WHAT THE EXERCISE ASKS>
Check each line of the material. Copy those containing "categories".

TASK INPUT>

####

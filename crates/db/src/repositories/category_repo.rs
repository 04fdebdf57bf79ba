//! Repository for the `categories` table.

use sqlx::PgPool;

use mediateca_core::types::DbId;

use crate::models::category::{Category, CreateCategory};

/// Select list resolving one level of parent name.
const SELECT: &str = "SELECT c.id, c.name, c.description, c.parent_id, \
                      p.name AS parent_name, c.created_at \
                      FROM categories c \
                      LEFT JOIN categories p ON p.id = c.parent_id";

pub struct CategoryRepo;

impl CategoryRepo {
    pub async fn list(pool: &PgPool) -> Result<Vec<Category>, sqlx::Error> {
        let query = format!("{SELECT} ORDER BY c.name, c.id");
        sqlx::query_as::<_, Category>(&query).fetch_all(pool).await
    }

    pub async fn find_by_id(pool: &PgPool, id: DbId) -> Result<Option<Category>, sqlx::Error> {
        let query = format!("{SELECT} WHERE c.id = $1");
        sqlx::query_as::<_, Category>(&query)
            .bind(id)
            .fetch_optional(pool)
            .await
    }

    /// Insert a category. An unknown `parent_id` fails with a foreign-key
    /// violation.
    pub async fn create(pool: &PgPool, input: &CreateCategory) -> Result<Category, sqlx::Error> {
        let (id,): (DbId,) = sqlx::query_as(
            "INSERT INTO categories (name, description, parent_id) \
             VALUES ($1, $2, $3) RETURNING id",
        )
        .bind(&input.name)
        .bind(&input.description)
        .bind(input.parent_id)
        .fetch_one(pool)
        .await?;

        let query = format!("{SELECT} WHERE c.id = $1");
        sqlx::query_as::<_, Category>(&query)
            .bind(id)
            .fetch_one(pool)
            .await
    }
}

####

ANSWER>
//! Repository for the `categories` table.
                      FROM categories c \
                      LEFT JOIN categories p ON p.id = c.parent_id";
            "INSERT INTO categories (name, description, parent_id) \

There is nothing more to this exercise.